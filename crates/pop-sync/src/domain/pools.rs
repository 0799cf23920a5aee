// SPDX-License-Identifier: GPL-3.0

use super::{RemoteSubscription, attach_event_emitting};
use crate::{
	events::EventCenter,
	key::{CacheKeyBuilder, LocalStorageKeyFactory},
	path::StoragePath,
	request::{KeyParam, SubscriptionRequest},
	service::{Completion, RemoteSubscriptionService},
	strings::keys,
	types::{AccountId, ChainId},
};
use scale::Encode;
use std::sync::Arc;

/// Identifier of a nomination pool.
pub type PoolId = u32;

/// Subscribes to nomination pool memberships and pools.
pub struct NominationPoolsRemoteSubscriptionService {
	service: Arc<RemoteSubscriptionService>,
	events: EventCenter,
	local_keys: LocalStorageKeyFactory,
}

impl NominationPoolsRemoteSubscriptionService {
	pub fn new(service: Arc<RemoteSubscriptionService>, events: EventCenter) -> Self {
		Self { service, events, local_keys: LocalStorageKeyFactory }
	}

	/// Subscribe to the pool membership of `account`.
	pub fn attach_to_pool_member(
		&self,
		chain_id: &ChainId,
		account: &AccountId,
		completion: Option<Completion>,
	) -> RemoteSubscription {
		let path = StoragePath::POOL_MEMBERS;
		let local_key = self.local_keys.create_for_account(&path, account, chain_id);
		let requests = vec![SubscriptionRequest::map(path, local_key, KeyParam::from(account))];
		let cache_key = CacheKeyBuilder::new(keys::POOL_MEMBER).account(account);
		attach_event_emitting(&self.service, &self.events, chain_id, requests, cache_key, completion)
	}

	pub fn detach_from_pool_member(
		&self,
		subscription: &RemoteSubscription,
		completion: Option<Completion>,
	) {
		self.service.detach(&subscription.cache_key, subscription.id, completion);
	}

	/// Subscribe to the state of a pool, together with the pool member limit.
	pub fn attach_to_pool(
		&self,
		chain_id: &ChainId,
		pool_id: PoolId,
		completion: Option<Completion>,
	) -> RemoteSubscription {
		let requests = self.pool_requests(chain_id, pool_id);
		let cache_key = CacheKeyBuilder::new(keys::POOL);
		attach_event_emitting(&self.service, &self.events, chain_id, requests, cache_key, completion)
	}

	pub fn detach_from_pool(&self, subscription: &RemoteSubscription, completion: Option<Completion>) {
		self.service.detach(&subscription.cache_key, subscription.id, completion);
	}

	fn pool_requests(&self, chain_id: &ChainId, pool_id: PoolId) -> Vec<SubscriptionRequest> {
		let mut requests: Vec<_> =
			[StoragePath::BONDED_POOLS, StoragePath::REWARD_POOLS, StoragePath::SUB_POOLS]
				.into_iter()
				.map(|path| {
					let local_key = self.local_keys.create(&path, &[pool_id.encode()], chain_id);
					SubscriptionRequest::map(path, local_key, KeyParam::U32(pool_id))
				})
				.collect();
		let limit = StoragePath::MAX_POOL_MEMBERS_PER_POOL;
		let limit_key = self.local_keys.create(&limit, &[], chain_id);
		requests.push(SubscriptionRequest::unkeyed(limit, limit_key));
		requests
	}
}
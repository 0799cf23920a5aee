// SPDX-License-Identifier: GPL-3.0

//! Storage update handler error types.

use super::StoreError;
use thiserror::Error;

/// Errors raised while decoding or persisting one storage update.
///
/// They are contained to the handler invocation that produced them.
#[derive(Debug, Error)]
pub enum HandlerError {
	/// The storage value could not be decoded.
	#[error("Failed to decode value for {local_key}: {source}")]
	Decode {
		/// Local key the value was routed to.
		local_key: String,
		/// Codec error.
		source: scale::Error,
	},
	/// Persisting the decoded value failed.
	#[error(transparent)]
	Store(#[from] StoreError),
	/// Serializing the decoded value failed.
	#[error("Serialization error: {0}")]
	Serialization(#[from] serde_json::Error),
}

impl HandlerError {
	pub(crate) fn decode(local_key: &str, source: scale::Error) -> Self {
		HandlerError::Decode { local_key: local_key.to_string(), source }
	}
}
—————
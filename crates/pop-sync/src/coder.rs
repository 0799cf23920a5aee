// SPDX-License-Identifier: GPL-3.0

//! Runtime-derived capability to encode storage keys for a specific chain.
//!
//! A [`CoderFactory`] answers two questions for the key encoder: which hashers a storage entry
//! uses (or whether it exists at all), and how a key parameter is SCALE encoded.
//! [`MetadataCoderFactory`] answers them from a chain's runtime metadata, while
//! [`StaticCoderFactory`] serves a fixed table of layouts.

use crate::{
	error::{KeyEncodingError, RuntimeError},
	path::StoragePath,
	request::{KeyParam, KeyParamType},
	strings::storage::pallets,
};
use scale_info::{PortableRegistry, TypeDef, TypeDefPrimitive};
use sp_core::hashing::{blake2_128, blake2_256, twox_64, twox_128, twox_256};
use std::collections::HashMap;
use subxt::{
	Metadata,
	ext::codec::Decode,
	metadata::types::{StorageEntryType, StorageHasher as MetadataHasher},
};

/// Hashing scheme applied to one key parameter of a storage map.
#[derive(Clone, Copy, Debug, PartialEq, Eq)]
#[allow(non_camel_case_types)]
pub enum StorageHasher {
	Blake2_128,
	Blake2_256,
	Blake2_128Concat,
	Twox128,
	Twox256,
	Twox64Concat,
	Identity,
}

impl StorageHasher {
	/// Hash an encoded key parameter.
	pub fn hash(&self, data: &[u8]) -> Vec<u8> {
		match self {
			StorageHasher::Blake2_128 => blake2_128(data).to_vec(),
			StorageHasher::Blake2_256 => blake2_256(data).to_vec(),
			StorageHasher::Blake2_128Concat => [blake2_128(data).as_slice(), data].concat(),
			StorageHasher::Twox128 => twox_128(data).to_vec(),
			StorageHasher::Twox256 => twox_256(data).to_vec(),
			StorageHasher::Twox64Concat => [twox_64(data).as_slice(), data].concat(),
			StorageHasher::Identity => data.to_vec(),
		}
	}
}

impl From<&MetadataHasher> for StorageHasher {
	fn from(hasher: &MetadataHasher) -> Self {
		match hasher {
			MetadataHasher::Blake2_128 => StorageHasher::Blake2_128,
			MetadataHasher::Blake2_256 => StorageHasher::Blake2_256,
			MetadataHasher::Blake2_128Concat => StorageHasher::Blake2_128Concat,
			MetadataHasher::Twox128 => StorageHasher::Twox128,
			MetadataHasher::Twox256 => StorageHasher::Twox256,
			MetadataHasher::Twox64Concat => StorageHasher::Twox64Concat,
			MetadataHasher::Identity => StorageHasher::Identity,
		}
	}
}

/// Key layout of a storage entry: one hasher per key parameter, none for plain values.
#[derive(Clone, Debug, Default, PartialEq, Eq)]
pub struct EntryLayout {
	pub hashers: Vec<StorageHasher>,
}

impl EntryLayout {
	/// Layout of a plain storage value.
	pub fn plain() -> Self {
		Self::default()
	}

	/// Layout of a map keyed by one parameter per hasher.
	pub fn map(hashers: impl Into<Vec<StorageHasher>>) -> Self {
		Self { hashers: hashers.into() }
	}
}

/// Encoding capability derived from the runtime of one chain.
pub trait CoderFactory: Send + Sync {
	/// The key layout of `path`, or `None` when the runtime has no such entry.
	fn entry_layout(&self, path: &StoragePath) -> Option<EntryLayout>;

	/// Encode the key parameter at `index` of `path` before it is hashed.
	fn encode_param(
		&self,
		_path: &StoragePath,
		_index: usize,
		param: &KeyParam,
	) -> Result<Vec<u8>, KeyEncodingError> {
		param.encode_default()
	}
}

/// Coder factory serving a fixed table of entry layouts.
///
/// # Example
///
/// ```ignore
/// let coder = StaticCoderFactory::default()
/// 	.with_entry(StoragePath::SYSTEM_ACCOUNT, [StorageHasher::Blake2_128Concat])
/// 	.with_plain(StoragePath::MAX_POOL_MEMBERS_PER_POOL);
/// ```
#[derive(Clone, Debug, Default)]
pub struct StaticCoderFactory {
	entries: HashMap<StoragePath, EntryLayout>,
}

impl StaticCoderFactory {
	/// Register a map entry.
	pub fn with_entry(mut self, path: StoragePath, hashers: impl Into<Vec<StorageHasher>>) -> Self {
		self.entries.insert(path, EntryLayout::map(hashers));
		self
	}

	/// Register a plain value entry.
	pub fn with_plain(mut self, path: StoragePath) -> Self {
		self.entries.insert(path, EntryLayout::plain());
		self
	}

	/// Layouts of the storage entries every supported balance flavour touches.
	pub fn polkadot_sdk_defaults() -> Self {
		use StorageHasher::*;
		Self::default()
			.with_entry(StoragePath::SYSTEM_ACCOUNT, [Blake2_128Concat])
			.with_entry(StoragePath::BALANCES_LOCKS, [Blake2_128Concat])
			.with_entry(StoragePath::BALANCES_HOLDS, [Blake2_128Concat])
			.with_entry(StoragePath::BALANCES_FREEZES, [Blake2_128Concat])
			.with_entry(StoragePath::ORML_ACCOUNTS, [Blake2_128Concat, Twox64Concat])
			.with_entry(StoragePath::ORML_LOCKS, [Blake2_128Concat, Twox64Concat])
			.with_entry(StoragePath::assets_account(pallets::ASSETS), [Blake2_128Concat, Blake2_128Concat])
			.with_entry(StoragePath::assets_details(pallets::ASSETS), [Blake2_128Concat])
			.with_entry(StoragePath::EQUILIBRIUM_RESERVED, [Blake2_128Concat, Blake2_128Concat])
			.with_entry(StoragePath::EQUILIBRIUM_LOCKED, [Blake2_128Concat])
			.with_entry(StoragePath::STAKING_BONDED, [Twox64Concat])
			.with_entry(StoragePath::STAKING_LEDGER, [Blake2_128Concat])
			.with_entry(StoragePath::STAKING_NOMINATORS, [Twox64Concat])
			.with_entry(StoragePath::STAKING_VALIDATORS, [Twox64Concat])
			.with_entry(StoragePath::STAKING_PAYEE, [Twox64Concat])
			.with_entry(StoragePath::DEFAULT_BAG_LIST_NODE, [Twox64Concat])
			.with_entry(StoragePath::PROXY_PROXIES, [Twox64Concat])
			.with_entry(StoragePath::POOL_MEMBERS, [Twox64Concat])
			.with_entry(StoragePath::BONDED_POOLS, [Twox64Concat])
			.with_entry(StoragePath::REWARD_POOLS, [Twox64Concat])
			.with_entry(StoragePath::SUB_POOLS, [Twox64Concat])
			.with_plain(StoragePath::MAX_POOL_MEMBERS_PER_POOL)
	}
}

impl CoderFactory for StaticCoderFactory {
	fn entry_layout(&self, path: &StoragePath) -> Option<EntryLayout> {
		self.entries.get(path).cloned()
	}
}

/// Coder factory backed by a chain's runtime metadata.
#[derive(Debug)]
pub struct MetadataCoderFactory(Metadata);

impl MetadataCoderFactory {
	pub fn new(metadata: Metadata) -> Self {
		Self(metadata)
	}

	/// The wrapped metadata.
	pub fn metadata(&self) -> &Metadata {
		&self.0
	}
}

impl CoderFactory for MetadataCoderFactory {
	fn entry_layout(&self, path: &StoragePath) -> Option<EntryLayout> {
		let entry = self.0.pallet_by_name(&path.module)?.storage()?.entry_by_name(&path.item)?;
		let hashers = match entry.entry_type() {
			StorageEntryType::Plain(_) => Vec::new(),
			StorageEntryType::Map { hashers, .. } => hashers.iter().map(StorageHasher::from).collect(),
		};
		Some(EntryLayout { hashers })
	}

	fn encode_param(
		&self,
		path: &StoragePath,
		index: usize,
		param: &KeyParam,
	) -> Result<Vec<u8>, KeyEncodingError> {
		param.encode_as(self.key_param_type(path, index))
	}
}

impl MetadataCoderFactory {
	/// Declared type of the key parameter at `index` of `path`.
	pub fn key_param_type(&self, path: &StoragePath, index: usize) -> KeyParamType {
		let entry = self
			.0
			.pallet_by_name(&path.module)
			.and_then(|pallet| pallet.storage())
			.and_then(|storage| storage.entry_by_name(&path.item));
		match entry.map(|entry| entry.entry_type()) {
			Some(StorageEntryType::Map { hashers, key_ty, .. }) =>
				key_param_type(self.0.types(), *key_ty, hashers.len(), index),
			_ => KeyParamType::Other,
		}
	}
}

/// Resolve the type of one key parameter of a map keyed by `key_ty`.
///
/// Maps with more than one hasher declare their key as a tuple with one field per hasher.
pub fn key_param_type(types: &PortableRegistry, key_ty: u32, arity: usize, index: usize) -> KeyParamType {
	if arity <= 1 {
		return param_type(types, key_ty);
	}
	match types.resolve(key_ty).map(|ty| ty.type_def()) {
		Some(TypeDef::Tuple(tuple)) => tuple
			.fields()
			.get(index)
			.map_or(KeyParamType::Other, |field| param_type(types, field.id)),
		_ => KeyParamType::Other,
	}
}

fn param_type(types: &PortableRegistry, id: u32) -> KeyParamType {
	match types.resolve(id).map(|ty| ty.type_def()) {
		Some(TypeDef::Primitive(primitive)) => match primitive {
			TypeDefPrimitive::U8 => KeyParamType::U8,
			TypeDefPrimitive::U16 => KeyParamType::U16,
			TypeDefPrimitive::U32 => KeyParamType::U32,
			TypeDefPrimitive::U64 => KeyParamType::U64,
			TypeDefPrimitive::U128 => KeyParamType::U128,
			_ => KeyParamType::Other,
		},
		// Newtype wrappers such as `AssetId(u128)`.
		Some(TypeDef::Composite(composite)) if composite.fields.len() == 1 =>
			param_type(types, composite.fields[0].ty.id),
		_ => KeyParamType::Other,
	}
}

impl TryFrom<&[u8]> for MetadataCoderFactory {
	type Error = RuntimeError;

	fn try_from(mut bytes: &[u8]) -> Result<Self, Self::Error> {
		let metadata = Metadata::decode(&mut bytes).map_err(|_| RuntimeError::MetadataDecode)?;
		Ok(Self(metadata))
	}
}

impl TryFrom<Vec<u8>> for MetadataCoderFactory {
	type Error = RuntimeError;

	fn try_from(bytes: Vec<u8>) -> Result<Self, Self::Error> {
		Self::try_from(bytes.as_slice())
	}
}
—————
Determine how many lines in the listing above hold the word "enum", answering with the number only.

2